All the Way Live: Brother Ali, Rakim, and Ghostface Killah review by Jordan Selbo
Hip Hop Live
November 11, 2007
Review by Jordan Selbo
Photos by Daniel Corrigan
Better Than: Looking silly at the club trying to learn the latest
incarnation of that Soulja Boy dance.
In no other genre of music is patricide more prevalent than it is in hip
hop. Showing some wrinkles (and perhaps manifesting its most serious
mid-life crisis--why else have we suddenly become enamored with teeny
bopper rap muzak?), rap needs an antidote to the business-driven,
calculating, and computerized sound output now becoming the norm.
Enter Hip Hop Live, an intergenerational celebration of classic artists
and their art.
Performers included Brother Ali, our devoted hometown
hero and one of the premier artists of the future; Ghostface Killah, who
is fast solidifying his place as one of the most consistent and engaging
rappers of all time; and Rakim, a known legend who still rocks a crowd
with the effortless swagger of a god MC, all backed by the ten piece
funk/jam/Latin band Rhythm Roots All Stars.

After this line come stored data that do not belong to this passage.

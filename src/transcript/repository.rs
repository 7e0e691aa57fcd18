//! File-based transcript repository.
//!
//! Layout:
//!
//! ```text
//! {dir}/sessions.json                  index, newest first
//! {dir}/{session_id}/session.json      session metadata
//! {dir}/{session_id}/transcript.jsonl  entries, append-only
//! ```
//!
//! JSON documents are replaced atomically (temp file, fsync, rename). A
//! single lock serializes index updates between concurrent sessions.

use std::fs::{self, OpenOptions};
use std::io::{BufRead, BufReader, Write};
use std::path::{Path, PathBuf};

use parking_lot::Mutex;
use serde::Serialize;
use serde::de::DeserializeOwned;
use time::OffsetDateTime;

use super::models::{
    EndReason, EntryType, IndexEntry, SessionIndex, SessionStats, SessionStatus, TranscriptEntry,
    VoiceSessionRecord,
};
use super::{TranscriptError, TranscriptResult};
use crate::core::history::{ConversationItem, ItemContent};

const INDEX_FILE: &str = "sessions.json";
const SESSION_FILE: &str = "session.json";
const TRANSCRIPT_FILE: &str = "transcript.jsonl";

/// Characters kept for message previews and titles.
const PREVIEW_CHARS: usize = 100;
const TITLE_CHARS: usize = 50;

/// Sessions considered by [`TranscriptRepository::session_stats`].
const STATS_WINDOW: usize = 100;

#[derive(Debug)]
pub struct TranscriptRepository {
    dir: PathBuf,
    lock: Mutex<()>,
}

impl TranscriptRepository {
    /// Open (and create if needed) a repository rooted at `dir`.
    pub fn open(dir: impl Into<PathBuf>) -> TranscriptResult<Self> {
        let dir = dir.into();
        fs::create_dir_all(&dir)?;
        let repo = Self {
            dir,
            lock: Mutex::new(()),
        };
        let index = repo.dir.join(INDEX_FILE);
        if !index.exists() {
            write_json_atomic(&index, &SessionIndex::default())?;
        }
        tracing::info!(dir = %repo.dir.display(), "Transcript repository initialized");
        Ok(repo)
    }

    pub fn dir(&self) -> &Path {
        &self.dir
    }

    fn session_dir(&self, session_id: &str) -> TranscriptResult<PathBuf> {
        if !is_valid_session_id(session_id) {
            return Err(TranscriptError::InvalidId(session_id.to_string()));
        }
        Ok(self.dir.join(session_id))
    }

    // --- Sessions ---

    /// Create a session record. Fails if the id is already taken.
    pub fn create_session(&self, session_id: &str) -> TranscriptResult<VoiceSessionRecord> {
        let _guard = self.lock.lock();
        self.create_session_locked(session_id)
    }

    fn create_session_locked(&self, session_id: &str) -> TranscriptResult<VoiceSessionRecord> {
        let dir = self.session_dir(session_id)?;
        if dir.join(SESSION_FILE).exists() {
            return Err(TranscriptError::AlreadyExists(session_id.to_string()));
        }
        fs::create_dir_all(&dir)?;

        let record = VoiceSessionRecord::new(session_id);
        write_json_atomic(&dir.join(SESSION_FILE), &record)?;
        OpenOptions::new()
            .create(true)
            .append(true)
            .open(dir.join(TRANSCRIPT_FILE))?;

        let mut index: SessionIndex = read_json(&self.dir.join(INDEX_FILE))?;
        index.sessions.insert(
            0,
            IndexEntry {
                id: record.id.clone(),
                created_at: record.created_at,
                title: None,
                status: record.status,
            },
        );
        write_json_atomic(&self.dir.join(INDEX_FILE), &index)?;

        tracing::info!(session_id = %session_id, "Created transcript session");
        Ok(record)
    }

    pub fn get_session(&self, session_id: &str) -> TranscriptResult<Option<VoiceSessionRecord>> {
        let path = self.session_dir(session_id)?.join(SESSION_FILE);
        if !path.exists() {
            return Ok(None);
        }
        read_json(&path).map(Some)
    }

    fn update_session_locked(&self, record: &mut VoiceSessionRecord) -> TranscriptResult<()> {
        record.updated_at = OffsetDateTime::now_utc();
        let dir = self.session_dir(&record.id)?;
        write_json_atomic(&dir.join(SESSION_FILE), record)?;

        let index_path = self.dir.join(INDEX_FILE);
        let mut index: SessionIndex = read_json(&index_path)?;
        if let Some(entry) = index.sessions.iter_mut().find(|s| s.id == record.id) {
            entry.title = record.title.clone();
            entry.status = record.status;
        }
        write_json_atomic(&index_path, &index)
    }

    /// Sessions newest first, optionally filtered by status.
    pub fn list_sessions(
        &self,
        status: Option<SessionStatus>,
        limit: usize,
    ) -> TranscriptResult<Vec<VoiceSessionRecord>> {
        let index: SessionIndex = read_json(&self.dir.join(INDEX_FILE))?;
        let mut sessions = Vec::new();
        for entry in index.sessions {
            if sessions.len() >= limit {
                break;
            }
            if status.is_some_and(|s| s != entry.status) {
                continue;
            }
            match self.get_session(&entry.id) {
                Ok(Some(record)) => sessions.push(record),
                Ok(None) => {}
                Err(e) => tracing::warn!(session_id = %entry.id, error = %e, "Skipping unreadable session"),
            }
        }
        Ok(sessions)
    }

    /// Record how a session ended. `user_ended` completes the session; any
    /// other reason marks it disconnected.
    pub fn end_session(
        &self,
        session_id: &str,
        reason: EndReason,
        error_details: Option<String>,
    ) -> TranscriptResult<VoiceSessionRecord> {
        let _guard = self.lock.lock();
        let mut record = self
            .get_session(session_id)?
            .ok_or_else(|| TranscriptError::NotFound(session_id.to_string()))?;

        let ended = OffsetDateTime::now_utc();
        record.status = if reason == EndReason::UserEnded {
            SessionStatus::Completed
        } else {
            SessionStatus::Disconnected
        };
        record.ended_at = Some(ended);
        record.end_reason = Some(reason);
        record.duration_seconds = Some((ended - record.created_at).whole_seconds());
        record.error_details = error_details;
        self.update_session_locked(&mut record)?;

        tracing::info!(
            session_id = %session_id,
            reason = reason.as_str(),
            duration_seconds = ?record.duration_seconds,
            messages = record.message_count,
            tool_calls = record.tool_call_count,
            "Session ended"
        );
        if let Some(details) = &record.error_details {
            tracing::warn!(session_id = %session_id, "Session error details: {}", details);
        }
        Ok(record)
    }

    pub fn session_stats(&self) -> TranscriptResult<SessionStats> {
        let sessions = self.list_sessions(None, STATS_WINDOW)?;
        let mut stats = SessionStats {
            total_sessions: sessions.len(),
            ..Default::default()
        };

        let mut total_duration = 0i64;
        let mut duration_count = 0i64;
        let mut total_messages = 0u64;
        let mut total_tool_calls = 0u64;

        for session in &sessions {
            *stats
                .by_status
                .entry(session.status.as_str().to_string())
                .or_default() += 1;
            let reason = session.end_reason.map(|r| r.as_str()).unwrap_or("unknown");
            *stats.by_end_reason.entry(reason.to_string()).or_default() += 1;

            if let Some(duration) = session.duration_seconds.filter(|d| *d > 0) {
                total_duration += duration;
                duration_count += 1;
            }
            total_messages += session.message_count;
            total_tool_calls += session.tool_call_count;
        }

        if duration_count > 0 {
            stats.avg_duration_seconds = total_duration / duration_count;
        }
        if !sessions.is_empty() {
            stats.avg_messages = total_messages / sessions.len() as u64;
            stats.avg_tool_calls = total_tool_calls / sessions.len() as u64;
        }
        Ok(stats)
    }

    // --- Transcript ---

    /// Append an entry and update the session counters. The session is
    /// created on first use.
    pub fn add_entry(&self, entry: &TranscriptEntry) -> TranscriptResult<String> {
        let _guard = self.lock.lock();
        let dir = self.session_dir(&entry.session_id)?;
        let mut record = match self.get_session(&entry.session_id)? {
            Some(record) => record,
            None => {
                tracing::warn!(session_id = %entry.session_id, "Session not found, creating");
                self.create_session_locked(&entry.session_id)?
            }
        };

        let mut line = serde_json::to_string(entry)?;
        line.push('\n');
        let mut file = OpenOptions::new()
            .create(true)
            .append(true)
            .open(dir.join(TRANSCRIPT_FILE))?;
        file.write_all(line.as_bytes())?;

        record.message_count += 1;
        if entry.entry_type == EntryType::ToolCall {
            record.tool_call_count += 1;
        }
        if entry.entry_type == EntryType::User
            && let Some(text) = entry.text.as_deref().filter(|t| !t.is_empty())
        {
            if record.first_message.is_none() {
                record.first_message = Some(preview(text, PREVIEW_CHARS));
                record.title = Some(title(text));
            }
            record.last_message = Some(preview(text, PREVIEW_CHARS));
        }
        self.update_session_locked(&mut record)?;

        Ok(entry.id.clone())
    }

    /// Entries in order; with `limit`, only the last `limit`.
    pub fn get_transcript(
        &self,
        session_id: &str,
        limit: Option<usize>,
    ) -> TranscriptResult<Vec<TranscriptEntry>> {
        let path = self.session_dir(session_id)?.join(TRANSCRIPT_FILE);
        if !path.exists() {
            return Ok(Vec::new());
        }
        let reader = BufReader::new(fs::File::open(&path)?);
        let mut entries = Vec::new();
        for line in reader.lines() {
            let line = line?;
            if line.trim().is_empty() {
                continue;
            }
            entries.push(serde_json::from_str(&line)?);
        }
        if let Some(limit) = limit
            && entries.len() > limit
        {
            entries.drain(..entries.len() - limit);
        }
        Ok(entries)
    }

    /// Conversation to replay into a resumed session: the user and assistant
    /// messages among the last `max_entries` entries. Tool entries are
    /// skipped.
    pub fn resumption_context(
        &self,
        session_id: &str,
        max_entries: usize,
    ) -> TranscriptResult<Vec<ConversationItem>> {
        let entries = self.get_transcript(session_id, Some(max_entries))?;
        Ok(entries
            .into_iter()
            .filter_map(|entry| {
                let text = entry.text.filter(|t| !t.is_empty())?;
                match entry.entry_type {
                    EntryType::User => Some(ConversationItem::user_message(ItemContent::text(text))),
                    EntryType::Assistant => {
                        Some(ConversationItem::assistant_message(ItemContent::text(text)))
                    }
                    _ => None,
                }
            })
            .collect())
    }
}

fn is_valid_session_id(id: &str) -> bool {
    !id.is_empty() && !id.contains("..") && !id.contains('/') && !id.contains('\\')
}

fn preview(text: &str, max_chars: usize) -> String {
    text.chars().take(max_chars).collect()
}

fn title(text: &str) -> String {
    let mut title = preview(text, TITLE_CHARS);
    if text.chars().count() > TITLE_CHARS {
        title.push_str("...");
    }
    title
}

fn read_json<T: DeserializeOwned>(path: &Path) -> TranscriptResult<T> {
    let content = fs::read_to_string(path)?;
    Ok(serde_json::from_str(&content)?)
}

/// Write to a temp file in the same directory, fsync, then rename.
fn write_json_atomic<T: Serialize>(path: &Path, value: &T) -> TranscriptResult<()> {
    let json = serde_json::to_string_pretty(value)?;
    let tmp_path = path.with_extension("tmp");
    {
        let mut file = fs::File::create(&tmp_path)?;
        file.write_all(json.as_bytes())?;
        file.sync_all()?;
    }
    fs::rename(&tmp_path, path)?;
    Ok(())
}

#[cfg(test)]
mod tests {
    use super::*;

    #[test]
    fn test_title_truncated_on_char_boundary() {
        let text = "é".repeat(60);
        let t = title(&text);
        assert_eq!(t.chars().count(), 53);
        assert!(t.ends_with("..."));
        assert_eq!(title("short"), "short");
    }

    #[test]
    fn test_rejects_path_traversal() {
        let dir = tempfile::tempdir().unwrap();
        let repo = TranscriptRepository::open(dir.path()).unwrap();
        assert!(matches!(
            repo.create_session("../escape"),
            Err(TranscriptError::InvalidId(_))
        ));
        assert!(matches!(
            repo.get_session("a/b"),
            Err(TranscriptError::InvalidId(_))
        ));
    }

    #[test]
    fn test_atomic_write_leaves_no_temp_file() {
        let dir = tempfile::tempdir().unwrap();
        let repo = TranscriptRepository::open(dir.path()).unwrap();
        repo.create_session("sess_1").unwrap();
        assert!(!dir.path().join("sessions.tmp").exists());
        assert!(dir.path().join("sess_1").join("session.json").exists());
    }
}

As First Ave slowly filled to sardine status and the band opened with a
passionate infusion of energy and cohesion, the concert quickly became
one big party, a celebration of the first time we heard Paid in
Full or "Proteck Ya Neck." And though nostalgic (the crowd was
decidedly older than normal, with plenty of dusted off Kangols and grey
hair), the live format did what it was supposed to, effectively
reinterpreting our favorite records, rather than just being a pale
facsimile of them. Indeed, all three lyricists seemed infused by the
energy of frequent change-ups in tempo and style, giving the
appreciative crowd not only the standards, but also frequent personal
asides, history lessons, and thanks for being so live.
Of course Ali tore it down, garnering an encore as fans both old and
older gave it up while his seven-year-old son stood bobbing his head
stage right. Ghostface brought his Theodore Unit on stage (nine deep),
but fortunately the visual clutter didn't interfere with his
performance, as he rolled through over a decade's worth of classics. The
live band, with its horns and bongos, encouraged the Killah's soulful
side, which--despite him being tone deaf and unable to hit any high
notes--was still a treat to witness.
Finally, the living legend came through as he always does, with the
charisma and energy of an MC half his age. The only man onstage with a
mic, his laidback vibe was intimate and warm, leaving the job of
finishing indelible lines to the Rakim fanatics liberally sprinkled
throughout the venue. In sum, the key tonight was the human contact and
interaction that can only come with real instruments and vocalists,
nearly forgotten in an age of club hits and DATs. I guess you don't have
to be under the legal drinking age to rock the crowd after all.
Personal Bias: I was one of the aforementioned fanatics finishing every rhyme for Rakim and singing my off-key ass off to each of Ghost's tortured wails.
Random Detail: After being nearly kicked out for sleeping in the corner before the music began (official policy), I have to ask: is the concern for patron safety, or that everyone will follow suit and steal a few winks on the dance floor?
By the way: The phrase "real hip hop" was bandied about all night, an indefinable trait which I agree is an adequate descriptor for the show. Although the ironies of describing a live band-formatted show as such, in an art form conceived using records, only to be later exploited by record labels that cut DJs in favor of cheaper in-house bands, before once again becoming sample-based, is nonetheless palpable.